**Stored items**
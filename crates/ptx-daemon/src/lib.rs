//! ptx-daemon
//!
//! Wires the pretalx source, the reconcile engine and the Pushover sink into
//! a baseline load followed by a fixed-period check loop.

use std::future::Future;
use std::sync::Arc;

use anyhow::Context;
use ptx_config::Settings;
use ptx_notify::{MessagePolicy, PushoverSink};
use ptx_reconcile::{KnownSubmissions, ReportMode};
use ptx_source::PretalxSource;
use tracing::{error, info};

pub mod cycle;
pub mod schedule;

pub use cycle::{CycleError, CyclePhase, CycleReport, DispatchOutcome, ReconcileCycle};
pub use schedule::run_schedule;

/// Build the production cycle from resolved settings.
pub fn build_cycle(settings: &Settings) -> ReconcileCycle {
    let source = PretalxSource::new(
        settings.pretalx_url.clone(),
        settings.credentials.pretalx_token.clone(),
    );
    let sink = PushoverSink::new(
        settings.credentials.pushover_app_token.clone(),
        settings.credentials.pushover_user_key.clone(),
    )
    .with_device(settings.pushover_device.clone());

    ReconcileCycle::new(
        Arc::new(source),
        Arc::new(sink),
        ReportMode::from_only_new(settings.only_new),
        message_policy(settings),
    )
}

/// Formatting policy for the configured source; an unset sound keeps the default.
pub fn message_policy(settings: &Settings) -> MessagePolicy {
    let policy = MessagePolicy::for_source(&settings.pretalx_url)
        .with_max_body_chars(settings.message_max_chars);
    match &settings.pushover_sound {
        Some(sound) => policy.with_sound(Some(sound.clone())),
        None => policy,
    }
}

/// Baseline, then check every `settings.interval` until `shutdown` resolves.
///
/// A failed baseline is fatal. Failures after it are logged per cycle.
pub async fn run_with_shutdown<S>(
    cycle: &ReconcileCycle,
    settings: &Settings,
    shutdown: S,
) -> anyhow::Result<u64>
where
    S: Future<Output = ()>,
{
    let mut store = KnownSubmissions::new();
    cycle
        .baseline(&mut store)
        .await
        .context("initial submission download failed")?;

    info!(
        minutes = settings.interval_minutes(),
        mode = cycle.mode().as_str(),
        "checking for changes periodically"
    );
    let cycles = run_schedule(cycle, &mut store, settings.interval, shutdown).await;
    info!(cycles, known = store.len(), "scheduler stopped");
    Ok(cycles)
}

/// Production entry: build from settings and run until Ctrl-C.
pub async fn run_daemon(settings: Settings) -> anyhow::Result<()> {
    let cycle = build_cycle(&settings);
    run_with_shutdown(&cycle, &settings, ctrl_c()).await?;
    Ok(())
}

async fn ctrl_c() {
    if let Err(err) = tokio::signal::ctrl_c().await {
        error!(error = %err, "failed to listen for ctrl-c; running until killed");
        std::future::pending::<()>().await;
    }
}
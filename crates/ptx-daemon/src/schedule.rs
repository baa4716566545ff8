//! Periodic driver around [`ReconcileCycle`].

use std::future::Future;
use std::time::Duration;

use ptx_reconcile::KnownSubmissions;
use tokio::time::{interval_at, Instant, MissedTickBehavior};
use tracing::{info, warn};

use crate::cycle::ReconcileCycle;

/// Run `cycle` every `period` until `shutdown` resolves; returns the number of
/// cycles started.
///
/// The first cycle fires one full period after this call. A cycle that
/// overruns pushes the next tick back instead of bursting. Shutdown is only
/// observed between cycles, so an in-flight cycle always completes.
pub async fn run_schedule<S>(
    cycle: &ReconcileCycle,
    store: &mut KnownSubmissions,
    period: Duration,
    shutdown: S,
) -> u64
where
    S: Future<Output = ()>,
{
    let mut ticker = interval_at(Instant::now() + period, period);
    ticker.set_missed_tick_behavior(MissedTickBehavior::Delay);
    tokio::pin!(shutdown);

    let mut cycles: u64 = 0;
    loop {
        tokio::select! {
            biased;
            _ = &mut shutdown => {
                info!(cycles, "shutdown requested, scheduler stopping");
                break;
            }
            _ = ticker.tick() => {
                cycles += 1;
                if let Err(err) = cycle.run(store).await {
                    warn!(cycle = cycles, error = %err, "cycle failed; retrying next period");
                }
            }
        }
    }
    cycles
}
//! Scenario: Pushover sink over HTTP against an in-process mock server.

use httpmock::prelude::*;
use ptx_notify::{
    format_events, DispatchError, MessagePolicy, NotificationSink, PushoverSink,
};
use ptx_reconcile::{Submission, SubmissionEvent, TypeLabel};

fn one_event_payload() -> ptx_notify::NotificationPayload {
    let events = vec![SubmissionEvent::New {
        submission: Submission::new("B", "Y", TypeLabel::new("Workshop", "")),
    }];
    let policy = MessagePolicy::for_source("https://pretalx.com/api/events/demo");
    format_events(&events, &policy).expect("one event yields one payload")
}

#[tokio::test]
async fn accepted_message_returns_receipt() {
    let server = MockServer::start_async().await;
    let mock = server
        .mock_async(|when, then| {
            when.method(POST)
                .path("/1/messages.json")
                .body_contains("token=app-token")
                .body_contains("user=user-key")
                .body_contains("sound=cosmic")
                .body_contains("url_title=PreTalx");
            then.status(200)
                .header("content-type", "application/json")
                .body(r#"{"status": 1, "request": "req-42"}"#);
        })
        .await;

    let sink = PushoverSink::new_with_base_url("app-token", "user-key", server.base_url());
    let receipt = sink.send(&one_event_payload()).await.unwrap();

    mock.assert_async().await;
    assert_eq!(receipt.request_id, "req-42");
}

#[tokio::test]
async fn rejected_message_carries_errors() {
    let server = MockServer::start_async().await;
    server
        .mock_async(|when, then| {
            when.method(POST).path("/1/messages.json");
            then.status(400)
                .header("content-type", "application/json")
                .body(r#"{"user": "invalid", "errors": ["user identifier is invalid"], "status": 0, "request": "r"}"#);
        })
        .await;

    let sink = PushoverSink::new_with_base_url("app", "bad-user", server.base_url());
    let err = sink.send(&one_event_payload()).await.unwrap_err();

    assert_eq!(
        err,
        DispatchError::Rejected {
            status: 400,
            errors: vec!["user identifier is invalid".to_string()],
        }
    );
}

#[tokio::test]
async fn status_zero_with_http_ok_is_rejected() {
    let server = MockServer::start_async().await;
    server
        .mock_async(|when, then| {
            when.method(POST).path("/1/messages.json");
            then.status(200).body(r#"{"status": 0, "errors": ["quota exceeded"]}"#);
        })
        .await;

    let sink = PushoverSink::new_with_base_url("app", "user", server.base_url());
    let err = sink.send(&one_event_payload()).await.unwrap_err();
    assert!(matches!(err, DispatchError::Rejected { status: 200, .. }), "{err:?}");
}

#[tokio::test]
async fn non_json_success_is_decode_error() {
    let server = MockServer::start_async().await;
    server
        .mock_async(|when, then| {
            when.method(POST).path("/1/messages.json");
            then.status(200).body("ok");
        })
        .await;

    let sink = PushoverSink::new_with_base_url("app", "user", server.base_url());
    let err = sink.send(&one_event_payload()).await.unwrap_err();
    assert!(matches!(err, DispatchError::Decode(_)), "{err:?}");
}

#[tokio::test]
async fn unreachable_sink_is_transport_error() {
    let sink = PushoverSink::new_with_base_url("app", "user", "http://127.0.0.1:1");
    let err = sink.send(&one_event_payload()).await.unwrap_err();
    assert!(matches!(err, DispatchError::Transport(_)), "{err:?}");
}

**Exercise details**
Could you output, exactly and with nothing else, the lines from the start of the records through the line containing "pub mod schedule;"?

**Exercise solution**
filename crates/ptx-daemon/src/lib.rs
//! ptx-daemon
//!
//! Wires the pretalx source, the reconcile engine and the Pushover sink into
//! a baseline load followed by a fixed-period check loop.

use std::future::Future;
use std::sync::Arc;

use anyhow::Context;
use ptx_config::Settings;
use ptx_notify::{MessagePolicy, PushoverSink};
use ptx_reconcile::{KnownSubmissions, ReportMode};
use ptx_source::PretalxSource;
use tracing::{error, info};

pub mod cycle;
pub mod schedule;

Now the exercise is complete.